=== ACTION ITEM ===
After counting the lines below that hold the word "AuthError", reply with the count and nothing else.

Stored items:
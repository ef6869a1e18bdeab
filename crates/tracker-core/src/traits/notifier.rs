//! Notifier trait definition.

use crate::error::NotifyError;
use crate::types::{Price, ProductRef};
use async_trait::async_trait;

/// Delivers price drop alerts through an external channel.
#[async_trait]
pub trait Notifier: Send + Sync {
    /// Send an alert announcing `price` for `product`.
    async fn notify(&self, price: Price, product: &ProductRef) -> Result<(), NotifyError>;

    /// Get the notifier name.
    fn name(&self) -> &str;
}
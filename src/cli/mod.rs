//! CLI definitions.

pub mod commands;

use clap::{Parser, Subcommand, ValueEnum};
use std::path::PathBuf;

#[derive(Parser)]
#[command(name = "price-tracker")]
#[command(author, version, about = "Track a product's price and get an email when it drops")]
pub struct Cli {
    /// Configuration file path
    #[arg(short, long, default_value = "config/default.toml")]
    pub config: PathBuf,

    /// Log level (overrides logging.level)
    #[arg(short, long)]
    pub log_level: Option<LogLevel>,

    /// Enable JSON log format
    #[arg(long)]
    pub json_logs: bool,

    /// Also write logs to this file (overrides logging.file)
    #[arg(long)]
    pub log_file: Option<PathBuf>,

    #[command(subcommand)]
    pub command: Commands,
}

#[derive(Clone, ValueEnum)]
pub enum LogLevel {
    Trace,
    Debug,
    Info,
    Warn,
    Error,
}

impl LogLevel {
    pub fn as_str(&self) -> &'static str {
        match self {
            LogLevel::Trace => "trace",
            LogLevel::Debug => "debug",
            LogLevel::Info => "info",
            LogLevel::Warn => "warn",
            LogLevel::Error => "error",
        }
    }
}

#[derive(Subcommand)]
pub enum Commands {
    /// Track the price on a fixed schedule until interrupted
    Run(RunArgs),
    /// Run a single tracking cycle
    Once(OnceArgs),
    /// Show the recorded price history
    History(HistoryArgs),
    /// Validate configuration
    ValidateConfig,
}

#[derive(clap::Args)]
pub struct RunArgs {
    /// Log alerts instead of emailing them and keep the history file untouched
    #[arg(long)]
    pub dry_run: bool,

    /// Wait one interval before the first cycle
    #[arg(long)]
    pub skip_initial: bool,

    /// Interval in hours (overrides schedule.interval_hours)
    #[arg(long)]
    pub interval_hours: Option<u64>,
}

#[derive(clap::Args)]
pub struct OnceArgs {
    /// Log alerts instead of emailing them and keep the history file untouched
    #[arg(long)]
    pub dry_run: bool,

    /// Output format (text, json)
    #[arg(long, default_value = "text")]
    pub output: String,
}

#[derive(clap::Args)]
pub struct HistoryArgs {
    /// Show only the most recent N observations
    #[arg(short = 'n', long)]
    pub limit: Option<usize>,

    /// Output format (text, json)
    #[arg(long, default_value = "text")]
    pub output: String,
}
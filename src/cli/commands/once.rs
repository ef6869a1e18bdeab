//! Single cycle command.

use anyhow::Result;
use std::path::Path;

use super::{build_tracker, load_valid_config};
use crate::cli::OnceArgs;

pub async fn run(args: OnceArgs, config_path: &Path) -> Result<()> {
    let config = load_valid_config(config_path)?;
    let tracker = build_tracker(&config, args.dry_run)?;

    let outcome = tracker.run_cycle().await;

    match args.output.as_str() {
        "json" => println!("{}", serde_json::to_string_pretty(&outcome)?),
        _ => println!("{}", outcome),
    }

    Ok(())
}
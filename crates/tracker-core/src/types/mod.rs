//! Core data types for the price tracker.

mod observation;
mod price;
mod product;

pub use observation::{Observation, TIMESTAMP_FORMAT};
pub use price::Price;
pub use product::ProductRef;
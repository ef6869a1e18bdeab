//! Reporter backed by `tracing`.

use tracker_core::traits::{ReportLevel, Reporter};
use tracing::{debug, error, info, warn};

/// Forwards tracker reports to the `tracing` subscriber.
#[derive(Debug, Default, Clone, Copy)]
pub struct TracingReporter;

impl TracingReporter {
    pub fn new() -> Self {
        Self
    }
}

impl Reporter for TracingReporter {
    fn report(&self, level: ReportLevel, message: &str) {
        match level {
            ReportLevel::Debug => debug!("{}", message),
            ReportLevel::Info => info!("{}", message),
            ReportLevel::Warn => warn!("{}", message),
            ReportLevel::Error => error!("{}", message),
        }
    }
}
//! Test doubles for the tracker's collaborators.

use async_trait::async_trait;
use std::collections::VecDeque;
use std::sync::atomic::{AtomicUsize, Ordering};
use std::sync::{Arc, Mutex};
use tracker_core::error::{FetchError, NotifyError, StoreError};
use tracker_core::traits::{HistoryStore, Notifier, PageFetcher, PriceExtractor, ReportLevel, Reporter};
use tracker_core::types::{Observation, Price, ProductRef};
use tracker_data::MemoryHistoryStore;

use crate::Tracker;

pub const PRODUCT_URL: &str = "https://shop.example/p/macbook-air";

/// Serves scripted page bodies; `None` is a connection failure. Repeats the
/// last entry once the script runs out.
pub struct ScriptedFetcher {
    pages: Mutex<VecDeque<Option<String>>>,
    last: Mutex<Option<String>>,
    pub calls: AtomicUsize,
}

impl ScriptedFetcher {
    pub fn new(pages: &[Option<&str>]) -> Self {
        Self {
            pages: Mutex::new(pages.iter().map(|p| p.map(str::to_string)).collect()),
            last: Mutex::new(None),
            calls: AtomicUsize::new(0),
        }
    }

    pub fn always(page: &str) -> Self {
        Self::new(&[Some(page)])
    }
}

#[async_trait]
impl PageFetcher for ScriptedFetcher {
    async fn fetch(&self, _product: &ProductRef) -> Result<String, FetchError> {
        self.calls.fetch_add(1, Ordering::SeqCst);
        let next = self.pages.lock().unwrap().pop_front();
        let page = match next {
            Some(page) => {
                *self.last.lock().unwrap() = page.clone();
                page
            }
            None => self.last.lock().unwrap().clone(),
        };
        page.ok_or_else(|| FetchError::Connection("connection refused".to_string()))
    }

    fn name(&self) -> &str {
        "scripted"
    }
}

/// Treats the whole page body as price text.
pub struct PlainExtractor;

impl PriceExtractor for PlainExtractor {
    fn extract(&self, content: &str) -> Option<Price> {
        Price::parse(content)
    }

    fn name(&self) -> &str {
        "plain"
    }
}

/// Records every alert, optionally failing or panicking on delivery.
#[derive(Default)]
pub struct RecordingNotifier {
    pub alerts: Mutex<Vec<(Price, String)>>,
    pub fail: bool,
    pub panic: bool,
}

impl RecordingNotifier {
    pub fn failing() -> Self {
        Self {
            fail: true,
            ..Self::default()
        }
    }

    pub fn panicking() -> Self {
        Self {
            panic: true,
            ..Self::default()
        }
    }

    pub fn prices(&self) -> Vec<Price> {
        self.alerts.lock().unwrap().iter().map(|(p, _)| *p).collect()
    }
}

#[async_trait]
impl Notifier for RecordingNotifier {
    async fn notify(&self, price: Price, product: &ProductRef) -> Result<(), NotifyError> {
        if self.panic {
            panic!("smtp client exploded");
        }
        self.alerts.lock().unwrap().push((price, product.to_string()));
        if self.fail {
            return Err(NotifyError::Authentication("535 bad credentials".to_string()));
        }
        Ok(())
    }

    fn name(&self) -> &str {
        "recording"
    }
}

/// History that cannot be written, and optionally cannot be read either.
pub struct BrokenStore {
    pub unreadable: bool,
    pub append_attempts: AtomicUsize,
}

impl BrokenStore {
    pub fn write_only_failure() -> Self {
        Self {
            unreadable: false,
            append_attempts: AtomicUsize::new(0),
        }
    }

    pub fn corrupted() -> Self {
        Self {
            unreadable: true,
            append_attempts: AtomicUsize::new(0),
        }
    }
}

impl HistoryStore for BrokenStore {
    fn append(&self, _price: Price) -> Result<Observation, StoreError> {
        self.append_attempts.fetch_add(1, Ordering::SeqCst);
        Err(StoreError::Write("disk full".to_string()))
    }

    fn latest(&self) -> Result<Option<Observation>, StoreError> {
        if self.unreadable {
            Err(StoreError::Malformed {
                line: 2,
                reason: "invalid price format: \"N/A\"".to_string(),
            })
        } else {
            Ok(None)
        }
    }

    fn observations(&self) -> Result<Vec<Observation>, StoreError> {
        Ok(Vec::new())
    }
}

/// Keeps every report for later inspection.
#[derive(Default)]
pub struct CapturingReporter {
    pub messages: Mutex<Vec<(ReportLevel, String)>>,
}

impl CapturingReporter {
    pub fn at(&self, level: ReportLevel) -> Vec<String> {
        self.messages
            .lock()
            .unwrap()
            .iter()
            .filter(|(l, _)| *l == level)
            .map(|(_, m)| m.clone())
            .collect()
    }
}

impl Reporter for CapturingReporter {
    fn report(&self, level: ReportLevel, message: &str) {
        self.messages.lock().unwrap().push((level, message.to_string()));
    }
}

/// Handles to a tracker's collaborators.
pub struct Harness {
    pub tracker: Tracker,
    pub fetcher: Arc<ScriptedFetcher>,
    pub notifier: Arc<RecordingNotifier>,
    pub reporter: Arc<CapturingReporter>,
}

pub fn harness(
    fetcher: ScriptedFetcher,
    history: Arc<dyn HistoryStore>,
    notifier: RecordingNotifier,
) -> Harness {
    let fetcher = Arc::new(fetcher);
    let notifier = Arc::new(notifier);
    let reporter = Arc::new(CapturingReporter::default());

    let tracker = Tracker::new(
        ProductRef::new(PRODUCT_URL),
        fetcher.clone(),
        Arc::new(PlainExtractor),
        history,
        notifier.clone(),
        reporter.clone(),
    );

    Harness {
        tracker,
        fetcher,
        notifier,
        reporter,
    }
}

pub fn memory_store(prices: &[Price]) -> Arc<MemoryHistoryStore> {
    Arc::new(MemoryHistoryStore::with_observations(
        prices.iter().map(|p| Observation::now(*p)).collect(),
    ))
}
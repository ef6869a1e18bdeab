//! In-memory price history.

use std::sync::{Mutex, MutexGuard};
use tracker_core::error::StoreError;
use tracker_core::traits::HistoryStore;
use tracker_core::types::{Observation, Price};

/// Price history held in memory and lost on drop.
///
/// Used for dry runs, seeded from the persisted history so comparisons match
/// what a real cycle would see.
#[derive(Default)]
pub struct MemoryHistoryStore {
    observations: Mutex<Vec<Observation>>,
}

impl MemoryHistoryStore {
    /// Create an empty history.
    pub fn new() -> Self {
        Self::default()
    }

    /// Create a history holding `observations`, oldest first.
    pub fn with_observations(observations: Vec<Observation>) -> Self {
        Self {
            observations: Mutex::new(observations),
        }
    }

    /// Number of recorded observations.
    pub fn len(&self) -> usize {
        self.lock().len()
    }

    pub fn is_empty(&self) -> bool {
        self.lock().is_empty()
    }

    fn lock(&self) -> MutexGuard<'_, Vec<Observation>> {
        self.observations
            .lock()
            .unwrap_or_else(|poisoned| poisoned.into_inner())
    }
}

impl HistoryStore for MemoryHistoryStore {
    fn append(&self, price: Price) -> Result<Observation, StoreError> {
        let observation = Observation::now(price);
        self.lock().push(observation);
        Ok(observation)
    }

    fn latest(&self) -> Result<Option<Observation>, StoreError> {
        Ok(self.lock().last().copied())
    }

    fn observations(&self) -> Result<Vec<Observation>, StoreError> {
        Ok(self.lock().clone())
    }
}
* * *
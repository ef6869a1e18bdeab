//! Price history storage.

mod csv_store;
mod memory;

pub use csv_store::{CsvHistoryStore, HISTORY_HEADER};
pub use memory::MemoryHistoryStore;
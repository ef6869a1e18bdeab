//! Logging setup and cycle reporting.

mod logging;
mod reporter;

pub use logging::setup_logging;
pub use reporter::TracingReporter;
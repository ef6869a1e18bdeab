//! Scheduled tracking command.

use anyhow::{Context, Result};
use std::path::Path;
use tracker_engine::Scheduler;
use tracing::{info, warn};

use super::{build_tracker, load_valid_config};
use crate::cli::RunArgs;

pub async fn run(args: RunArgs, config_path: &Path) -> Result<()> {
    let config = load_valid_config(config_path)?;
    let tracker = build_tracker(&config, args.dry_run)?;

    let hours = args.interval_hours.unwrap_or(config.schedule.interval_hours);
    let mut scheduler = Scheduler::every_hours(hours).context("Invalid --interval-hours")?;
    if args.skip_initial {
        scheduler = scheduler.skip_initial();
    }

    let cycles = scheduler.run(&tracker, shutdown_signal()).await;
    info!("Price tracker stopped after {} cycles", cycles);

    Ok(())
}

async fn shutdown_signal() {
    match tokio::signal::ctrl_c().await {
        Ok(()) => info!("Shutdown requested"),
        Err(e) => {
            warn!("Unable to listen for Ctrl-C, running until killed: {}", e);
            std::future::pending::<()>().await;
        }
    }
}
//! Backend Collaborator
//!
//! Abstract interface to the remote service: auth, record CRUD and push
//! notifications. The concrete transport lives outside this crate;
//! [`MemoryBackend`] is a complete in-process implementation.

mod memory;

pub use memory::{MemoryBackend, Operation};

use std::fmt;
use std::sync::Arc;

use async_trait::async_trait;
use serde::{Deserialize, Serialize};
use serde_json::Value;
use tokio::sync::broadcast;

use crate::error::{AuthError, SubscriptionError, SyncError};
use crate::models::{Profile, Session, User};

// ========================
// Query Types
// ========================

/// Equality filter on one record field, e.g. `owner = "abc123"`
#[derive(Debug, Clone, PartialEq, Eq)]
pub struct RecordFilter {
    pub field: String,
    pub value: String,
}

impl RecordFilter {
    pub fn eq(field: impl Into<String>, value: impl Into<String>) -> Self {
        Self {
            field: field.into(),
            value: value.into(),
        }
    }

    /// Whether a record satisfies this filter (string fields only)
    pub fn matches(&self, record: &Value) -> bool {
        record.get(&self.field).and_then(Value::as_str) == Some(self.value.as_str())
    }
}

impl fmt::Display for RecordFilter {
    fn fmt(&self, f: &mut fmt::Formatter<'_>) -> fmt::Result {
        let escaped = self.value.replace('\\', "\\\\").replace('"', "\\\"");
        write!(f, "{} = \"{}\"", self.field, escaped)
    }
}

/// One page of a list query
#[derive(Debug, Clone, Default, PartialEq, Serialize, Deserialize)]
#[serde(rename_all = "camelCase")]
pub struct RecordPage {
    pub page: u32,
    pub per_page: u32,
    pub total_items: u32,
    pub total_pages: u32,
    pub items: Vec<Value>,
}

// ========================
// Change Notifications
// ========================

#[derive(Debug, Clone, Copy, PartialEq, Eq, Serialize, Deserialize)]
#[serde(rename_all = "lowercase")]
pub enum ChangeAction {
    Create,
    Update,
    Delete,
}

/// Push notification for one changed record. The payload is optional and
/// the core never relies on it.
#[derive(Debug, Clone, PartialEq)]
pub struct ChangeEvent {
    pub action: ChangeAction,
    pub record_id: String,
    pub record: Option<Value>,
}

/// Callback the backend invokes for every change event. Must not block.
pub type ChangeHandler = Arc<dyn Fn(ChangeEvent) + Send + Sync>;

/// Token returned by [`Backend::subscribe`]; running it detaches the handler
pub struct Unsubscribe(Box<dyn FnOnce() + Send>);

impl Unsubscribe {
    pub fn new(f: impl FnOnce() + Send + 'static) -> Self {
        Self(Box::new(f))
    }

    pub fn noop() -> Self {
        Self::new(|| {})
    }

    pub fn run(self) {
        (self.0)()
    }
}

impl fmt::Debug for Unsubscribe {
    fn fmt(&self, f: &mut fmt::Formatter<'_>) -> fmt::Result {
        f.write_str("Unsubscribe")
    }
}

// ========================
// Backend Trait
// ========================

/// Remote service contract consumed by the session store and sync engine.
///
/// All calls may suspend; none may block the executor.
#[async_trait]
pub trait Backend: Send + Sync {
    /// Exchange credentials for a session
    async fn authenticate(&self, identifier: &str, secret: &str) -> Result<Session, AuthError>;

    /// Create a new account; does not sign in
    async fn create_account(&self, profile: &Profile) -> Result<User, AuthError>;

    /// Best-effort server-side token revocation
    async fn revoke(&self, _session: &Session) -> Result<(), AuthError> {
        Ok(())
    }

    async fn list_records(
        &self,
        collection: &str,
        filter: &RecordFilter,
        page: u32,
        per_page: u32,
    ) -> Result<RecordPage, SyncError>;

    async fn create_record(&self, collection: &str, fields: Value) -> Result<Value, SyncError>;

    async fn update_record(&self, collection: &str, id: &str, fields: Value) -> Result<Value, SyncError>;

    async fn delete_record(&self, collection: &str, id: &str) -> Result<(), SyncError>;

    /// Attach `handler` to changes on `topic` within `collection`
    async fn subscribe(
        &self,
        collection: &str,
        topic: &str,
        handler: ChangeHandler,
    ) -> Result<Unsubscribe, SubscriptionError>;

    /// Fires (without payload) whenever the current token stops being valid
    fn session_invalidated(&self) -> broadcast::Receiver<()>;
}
--
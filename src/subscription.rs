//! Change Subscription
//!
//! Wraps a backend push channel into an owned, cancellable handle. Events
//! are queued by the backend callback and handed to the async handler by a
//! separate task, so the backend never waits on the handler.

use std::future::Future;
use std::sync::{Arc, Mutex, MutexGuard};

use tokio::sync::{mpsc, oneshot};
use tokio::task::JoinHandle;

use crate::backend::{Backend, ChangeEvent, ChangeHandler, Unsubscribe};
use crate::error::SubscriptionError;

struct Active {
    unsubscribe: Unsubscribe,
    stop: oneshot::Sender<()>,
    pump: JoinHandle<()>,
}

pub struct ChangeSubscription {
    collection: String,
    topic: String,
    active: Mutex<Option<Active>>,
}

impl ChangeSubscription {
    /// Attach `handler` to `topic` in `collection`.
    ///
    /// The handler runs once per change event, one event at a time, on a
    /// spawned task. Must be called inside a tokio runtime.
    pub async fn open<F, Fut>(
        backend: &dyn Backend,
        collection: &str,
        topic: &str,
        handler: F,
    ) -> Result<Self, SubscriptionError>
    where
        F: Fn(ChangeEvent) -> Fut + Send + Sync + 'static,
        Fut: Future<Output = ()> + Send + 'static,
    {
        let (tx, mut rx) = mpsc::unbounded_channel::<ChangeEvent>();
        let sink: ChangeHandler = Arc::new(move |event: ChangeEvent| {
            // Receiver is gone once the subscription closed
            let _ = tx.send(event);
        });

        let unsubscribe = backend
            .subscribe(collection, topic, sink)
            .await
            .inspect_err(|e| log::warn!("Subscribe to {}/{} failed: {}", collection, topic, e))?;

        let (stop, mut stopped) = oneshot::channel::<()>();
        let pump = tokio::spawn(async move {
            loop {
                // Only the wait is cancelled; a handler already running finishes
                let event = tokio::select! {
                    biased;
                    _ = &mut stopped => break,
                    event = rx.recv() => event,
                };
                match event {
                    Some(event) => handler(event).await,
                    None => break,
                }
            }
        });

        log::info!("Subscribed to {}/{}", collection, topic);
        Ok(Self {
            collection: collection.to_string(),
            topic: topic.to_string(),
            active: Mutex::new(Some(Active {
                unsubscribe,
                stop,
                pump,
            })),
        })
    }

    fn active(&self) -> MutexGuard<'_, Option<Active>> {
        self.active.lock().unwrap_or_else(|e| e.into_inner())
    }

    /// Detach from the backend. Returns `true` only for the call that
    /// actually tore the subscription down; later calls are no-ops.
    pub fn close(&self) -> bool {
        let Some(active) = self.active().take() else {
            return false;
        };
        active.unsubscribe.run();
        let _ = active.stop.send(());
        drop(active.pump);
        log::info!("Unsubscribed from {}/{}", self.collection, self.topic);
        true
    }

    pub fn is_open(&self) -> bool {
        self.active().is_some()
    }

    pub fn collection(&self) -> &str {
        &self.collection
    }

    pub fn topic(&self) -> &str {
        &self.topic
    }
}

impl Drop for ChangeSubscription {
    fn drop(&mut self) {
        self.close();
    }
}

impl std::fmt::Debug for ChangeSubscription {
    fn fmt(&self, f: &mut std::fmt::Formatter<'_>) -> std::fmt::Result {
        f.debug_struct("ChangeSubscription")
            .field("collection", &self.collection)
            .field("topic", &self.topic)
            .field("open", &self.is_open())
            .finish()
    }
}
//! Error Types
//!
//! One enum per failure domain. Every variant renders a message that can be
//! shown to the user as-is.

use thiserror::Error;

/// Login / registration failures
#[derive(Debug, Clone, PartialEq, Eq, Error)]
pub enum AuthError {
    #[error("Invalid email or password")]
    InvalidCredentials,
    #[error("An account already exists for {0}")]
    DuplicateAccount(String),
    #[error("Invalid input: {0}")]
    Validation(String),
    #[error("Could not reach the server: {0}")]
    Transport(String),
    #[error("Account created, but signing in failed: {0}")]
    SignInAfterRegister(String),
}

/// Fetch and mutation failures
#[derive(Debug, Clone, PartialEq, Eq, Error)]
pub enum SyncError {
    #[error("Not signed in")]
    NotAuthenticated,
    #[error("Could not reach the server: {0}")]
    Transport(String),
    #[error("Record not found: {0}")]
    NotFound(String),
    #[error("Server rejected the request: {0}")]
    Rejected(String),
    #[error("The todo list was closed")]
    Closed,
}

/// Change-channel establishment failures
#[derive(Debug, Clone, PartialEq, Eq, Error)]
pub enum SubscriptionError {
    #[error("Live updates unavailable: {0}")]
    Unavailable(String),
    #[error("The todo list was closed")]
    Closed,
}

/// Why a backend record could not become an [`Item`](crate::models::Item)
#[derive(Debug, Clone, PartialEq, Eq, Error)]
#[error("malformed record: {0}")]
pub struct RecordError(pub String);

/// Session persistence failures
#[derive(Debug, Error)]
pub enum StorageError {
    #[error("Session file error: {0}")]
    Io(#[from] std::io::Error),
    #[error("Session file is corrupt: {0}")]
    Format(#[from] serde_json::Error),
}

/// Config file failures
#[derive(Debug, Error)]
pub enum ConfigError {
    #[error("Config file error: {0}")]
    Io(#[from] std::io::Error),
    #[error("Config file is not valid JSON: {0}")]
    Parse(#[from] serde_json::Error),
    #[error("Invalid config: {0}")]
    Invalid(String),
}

=== WRITTEN RESPONSE ===
5